What is expected: Your answer should be only the lines below from the one with "fn split_row(line: &str)" to the one with "table)| match table.header()", repeated exactly, ends included.

Data excerpts:

###

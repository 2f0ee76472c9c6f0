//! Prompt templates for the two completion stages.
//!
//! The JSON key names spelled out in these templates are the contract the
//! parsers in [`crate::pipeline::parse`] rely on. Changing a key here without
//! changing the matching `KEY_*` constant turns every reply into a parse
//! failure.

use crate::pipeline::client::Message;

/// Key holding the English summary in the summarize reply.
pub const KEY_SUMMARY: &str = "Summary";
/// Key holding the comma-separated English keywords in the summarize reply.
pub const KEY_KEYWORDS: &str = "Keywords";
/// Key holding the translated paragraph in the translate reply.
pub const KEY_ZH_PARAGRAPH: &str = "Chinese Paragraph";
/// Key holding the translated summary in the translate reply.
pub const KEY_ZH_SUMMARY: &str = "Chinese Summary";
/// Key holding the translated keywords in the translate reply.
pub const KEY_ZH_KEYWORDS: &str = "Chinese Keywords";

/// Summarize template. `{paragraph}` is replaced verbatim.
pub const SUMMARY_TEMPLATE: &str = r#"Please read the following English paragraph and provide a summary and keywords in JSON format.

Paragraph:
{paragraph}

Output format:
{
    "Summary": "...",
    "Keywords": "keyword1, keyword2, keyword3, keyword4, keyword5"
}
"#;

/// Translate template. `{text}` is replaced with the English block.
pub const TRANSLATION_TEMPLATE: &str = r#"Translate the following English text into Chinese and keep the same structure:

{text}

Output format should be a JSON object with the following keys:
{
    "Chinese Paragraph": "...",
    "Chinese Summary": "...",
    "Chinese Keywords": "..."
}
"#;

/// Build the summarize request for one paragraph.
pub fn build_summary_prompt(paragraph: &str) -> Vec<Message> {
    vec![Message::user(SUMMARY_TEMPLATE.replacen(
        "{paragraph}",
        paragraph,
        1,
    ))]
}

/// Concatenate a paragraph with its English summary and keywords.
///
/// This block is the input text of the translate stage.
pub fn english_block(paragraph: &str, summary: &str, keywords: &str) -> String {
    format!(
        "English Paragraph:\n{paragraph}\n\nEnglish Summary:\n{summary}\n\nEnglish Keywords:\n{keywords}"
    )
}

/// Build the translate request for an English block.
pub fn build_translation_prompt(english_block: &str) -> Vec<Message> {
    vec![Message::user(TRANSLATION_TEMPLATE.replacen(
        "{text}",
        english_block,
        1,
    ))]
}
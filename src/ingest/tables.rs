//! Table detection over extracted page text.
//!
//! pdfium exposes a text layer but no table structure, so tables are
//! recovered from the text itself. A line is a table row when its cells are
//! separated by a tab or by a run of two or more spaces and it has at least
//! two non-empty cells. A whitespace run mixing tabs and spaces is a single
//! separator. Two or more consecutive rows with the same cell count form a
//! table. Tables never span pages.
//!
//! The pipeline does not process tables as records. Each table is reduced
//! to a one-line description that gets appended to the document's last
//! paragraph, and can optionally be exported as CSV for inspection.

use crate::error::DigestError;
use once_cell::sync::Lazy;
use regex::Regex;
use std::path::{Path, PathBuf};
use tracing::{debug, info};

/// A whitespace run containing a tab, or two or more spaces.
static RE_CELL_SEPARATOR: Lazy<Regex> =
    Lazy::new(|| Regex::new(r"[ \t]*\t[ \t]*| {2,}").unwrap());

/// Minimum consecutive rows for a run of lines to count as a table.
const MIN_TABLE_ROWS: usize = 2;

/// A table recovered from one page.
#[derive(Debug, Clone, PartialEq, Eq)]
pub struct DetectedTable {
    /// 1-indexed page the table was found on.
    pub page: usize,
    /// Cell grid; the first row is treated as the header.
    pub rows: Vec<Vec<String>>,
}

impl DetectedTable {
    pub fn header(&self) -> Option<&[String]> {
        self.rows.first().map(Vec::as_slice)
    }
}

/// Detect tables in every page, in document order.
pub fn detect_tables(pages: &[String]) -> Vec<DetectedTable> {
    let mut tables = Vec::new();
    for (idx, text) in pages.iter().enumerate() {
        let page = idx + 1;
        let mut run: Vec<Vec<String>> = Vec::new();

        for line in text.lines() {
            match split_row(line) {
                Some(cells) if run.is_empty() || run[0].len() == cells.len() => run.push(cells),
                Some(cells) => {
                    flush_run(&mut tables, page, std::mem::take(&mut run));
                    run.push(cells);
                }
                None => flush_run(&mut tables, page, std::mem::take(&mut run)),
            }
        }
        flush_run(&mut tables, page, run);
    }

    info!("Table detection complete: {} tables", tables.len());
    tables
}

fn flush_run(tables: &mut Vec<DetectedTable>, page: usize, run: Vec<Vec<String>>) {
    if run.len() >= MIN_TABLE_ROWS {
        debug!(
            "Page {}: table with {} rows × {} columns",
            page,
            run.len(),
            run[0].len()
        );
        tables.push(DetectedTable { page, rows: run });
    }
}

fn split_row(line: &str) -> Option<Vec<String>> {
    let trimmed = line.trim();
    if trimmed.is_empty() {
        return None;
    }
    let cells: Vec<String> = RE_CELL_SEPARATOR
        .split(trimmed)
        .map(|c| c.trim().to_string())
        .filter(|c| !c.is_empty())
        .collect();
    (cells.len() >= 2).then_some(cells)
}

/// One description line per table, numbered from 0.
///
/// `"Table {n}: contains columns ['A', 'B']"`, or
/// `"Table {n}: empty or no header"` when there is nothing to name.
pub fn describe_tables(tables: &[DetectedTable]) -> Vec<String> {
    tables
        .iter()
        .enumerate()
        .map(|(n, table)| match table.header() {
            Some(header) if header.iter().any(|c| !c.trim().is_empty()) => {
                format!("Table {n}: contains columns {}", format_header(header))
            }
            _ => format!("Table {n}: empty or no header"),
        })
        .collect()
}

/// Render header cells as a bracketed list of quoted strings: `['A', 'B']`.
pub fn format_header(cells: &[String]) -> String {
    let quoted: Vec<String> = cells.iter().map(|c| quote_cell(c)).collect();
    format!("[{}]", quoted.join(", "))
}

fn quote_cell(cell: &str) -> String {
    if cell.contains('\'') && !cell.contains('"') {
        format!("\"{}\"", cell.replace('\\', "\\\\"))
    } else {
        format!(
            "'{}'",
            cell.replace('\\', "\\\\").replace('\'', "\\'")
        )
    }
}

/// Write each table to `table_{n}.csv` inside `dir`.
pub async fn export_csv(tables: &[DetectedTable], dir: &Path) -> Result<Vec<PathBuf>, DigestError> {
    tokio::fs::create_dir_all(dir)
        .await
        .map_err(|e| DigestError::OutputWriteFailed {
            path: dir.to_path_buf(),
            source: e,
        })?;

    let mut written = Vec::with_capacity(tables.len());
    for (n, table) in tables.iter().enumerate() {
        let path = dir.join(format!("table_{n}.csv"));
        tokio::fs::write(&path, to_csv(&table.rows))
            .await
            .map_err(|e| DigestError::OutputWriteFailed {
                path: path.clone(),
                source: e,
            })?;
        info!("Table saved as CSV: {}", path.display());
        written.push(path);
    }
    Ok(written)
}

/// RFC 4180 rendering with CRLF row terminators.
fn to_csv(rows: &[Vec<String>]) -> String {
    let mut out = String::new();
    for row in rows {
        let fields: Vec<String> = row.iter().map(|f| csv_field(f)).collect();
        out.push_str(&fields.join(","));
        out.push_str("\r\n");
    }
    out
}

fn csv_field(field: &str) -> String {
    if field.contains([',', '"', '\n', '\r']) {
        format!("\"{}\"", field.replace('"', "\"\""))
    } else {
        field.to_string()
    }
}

###

Solved exercise:
fn split_row(line: &str) -> Option<Vec<String>> {
    let trimmed = line.trim();
    if trimmed.is_empty() {
        return None;
    }
    let cells: Vec<String> = RE_CELL_SEPARATOR
        .split(trimmed)
        .map(|c| c.trim().to_string())
        .filter(|c| !c.is_empty())
        .collect();
    (cells.len() >= 2).then_some(cells)
}

/// One description line per table, numbered from 0.
///
/// `"Table {n}: contains columns ['A', 'B']"`, or
/// `"Table {n}: empty or no header"` when there is nothing to name.
pub fn describe_tables(tables: &[DetectedTable]) -> Vec<String> {
    tables
        .iter()
        .enumerate()
        .map(|(n, table)| match table.header() {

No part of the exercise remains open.